▸ Prompt:
Within these entries, which lines include the string "text"? Copy each one.
+ + +
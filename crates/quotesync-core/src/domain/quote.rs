use serde::{Deserialize, Deserializer};
use serde_json::Value;
use time::OffsetDateTime;

use crate::domain::epoch;

/// Real-time quote payload as returned by the quote endpoint.
///
/// The upstream JSON is loosely typed: prices arrive as numbers or numeric
/// strings, and missing values are sometimes encoded as `"NA"`. A field that
/// cannot be read as a number deserializes to `None` instead of failing the
/// whole payload; provider-specific extras are ignored.
#[derive(Debug, Clone, Default, Deserialize)]
pub struct RealTimeQuote {
    #[serde(default, deserialize_with = "lenient_f64")]
    pub open: Option<f64>,
    #[serde(default, deserialize_with = "lenient_f64")]
    pub high: Option<f64>,
    #[serde(default, deserialize_with = "lenient_f64")]
    pub low: Option<f64>,
    #[serde(default, deserialize_with = "lenient_f64")]
    pub close: Option<f64>,
    #[serde(default, deserialize_with = "lenient_i64")]
    pub volume: Option<i64>,
    /// Raw source timestamp; see [`epoch::normalize`].
    #[serde(default)]
    pub timestamp: Value,
}

impl RealTimeQuote {
    /// True when the payload carries no usable field at all, the shape the
    /// upstream returns for an unknown ticker.
    pub fn is_empty(&self) -> bool {
        self.open.is_none()
            && self.high.is_none()
            && self.low.is_none()
            && self.close.is_none()
            && self.volume.is_none()
            && self.timestamp.is_null()
    }

    /// Source read time, when the payload carries a usable timestamp.
    pub fn read_at(&self) -> Option<OffsetDateTime> {
        epoch::normalize(&self.timestamp)
    }
}

fn lenient_f64<'de, D>(deserializer: D) -> Result<Option<f64>, D::Error>
where
    D: Deserializer<'de>,
{
    let value = Value::deserialize(deserializer)?;
    Ok(match value {
        Value::Number(number) => number.as_f64().filter(|v| v.is_finite()),
        Value::String(text) => text.trim().parse::<f64>().ok().filter(|v| v.is_finite()),
        _ => None,
    })
}

fn lenient_i64<'de, D>(deserializer: D) -> Result<Option<i64>, D::Error>
where
    D: Deserializer<'de>,
{
    let value = Value::deserialize(deserializer)?;
    Ok(match value {
        Value::Number(number) => number
            .as_i64()
            .or_else(|| number.as_f64().and_then(integral)),
        Value::String(text) => {
            let text = text.trim();
            text.parse::<i64>()
                .ok()
                .or_else(|| text.parse::<f64>().ok().and_then(integral))
        }
        _ => None,
    })
}

fn integral(value: f64) -> Option<i64> {
    let in_range = value >= i64::MIN as f64 && value <= i64::MAX as f64;
    if value.is_finite() && value.fract() == 0.0 && in_range {
        Some(value as i64)
    } else {
        None
    }
}

#[cfg(test)]
mod tests {
    use super::*;

    #[test]
    fn parses_a_typical_payload() {
        let quote: RealTimeQuote = serde_json::from_str(
            r#"{"code":"AAPL.US","open":187.2,"high":189.9,"low":186.4,
                "close":189.1,"volume":51234123,"timestamp":1700000000,
                "previousClose":186.0,"change":3.1}"#,
        )
        .expect("must parse");

        assert_eq!(quote.open, Some(187.2));
        assert_eq!(quote.close, Some(189.1));
        assert_eq!(quote.volume, Some(51_234_123));
        assert!(quote.read_at().is_some());
        assert!(!quote.is_empty());
    }

    #[test]
    fn numeric_strings_and_na_markers_are_tolerated() {
        let quote: RealTimeQuote = serde_json::from_str(
            r#"{"open":"187.2","high":"NA","low":null,"close":189.1,"volume":"51234123"}"#,
        )
        .expect("must parse");

        assert_eq!(quote.open, Some(187.2));
        assert_eq!(quote.high, None);
        assert_eq!(quote.low, None);
        assert_eq!(quote.volume, Some(51_234_123));
    }

    #[test]
    fn empty_object_is_empty_payload() {
        let quote: RealTimeQuote = serde_json::from_str("{}").expect("must parse");
        assert!(quote.is_empty());
        assert_eq!(quote.read_at(), None);
    }

    #[test]
    fn all_na_payload_is_empty() {
        let quote: RealTimeQuote = serde_json::from_str(
            r#"{"open":"NA","high":"NA","low":"NA","close":"NA","volume":"NA","timestamp":null}"#,
        )
        .expect("must parse");
        assert!(quote.is_empty());
    }

    #[test]
    fn malformed_timestamp_leaves_read_at_unset() {
        let quote: RealTimeQuote =
            serde_json::from_str(r#"{"close":189.1,"timestamp":"soon"}"#).expect("must parse");
        assert!(!quote.is_empty());
        assert_eq!(quote.read_at(), None);
    }
}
+ + +
▸ Written reply:
        Value::String(text) => text.trim().parse::<f64>().ok().filter(|v| v.is_finite()),
        Value::String(text) => {
            let text = text.trim();
            text.parse::<i64>()
                .or_else(|| text.parse::<f64>().ok().and_then(integral))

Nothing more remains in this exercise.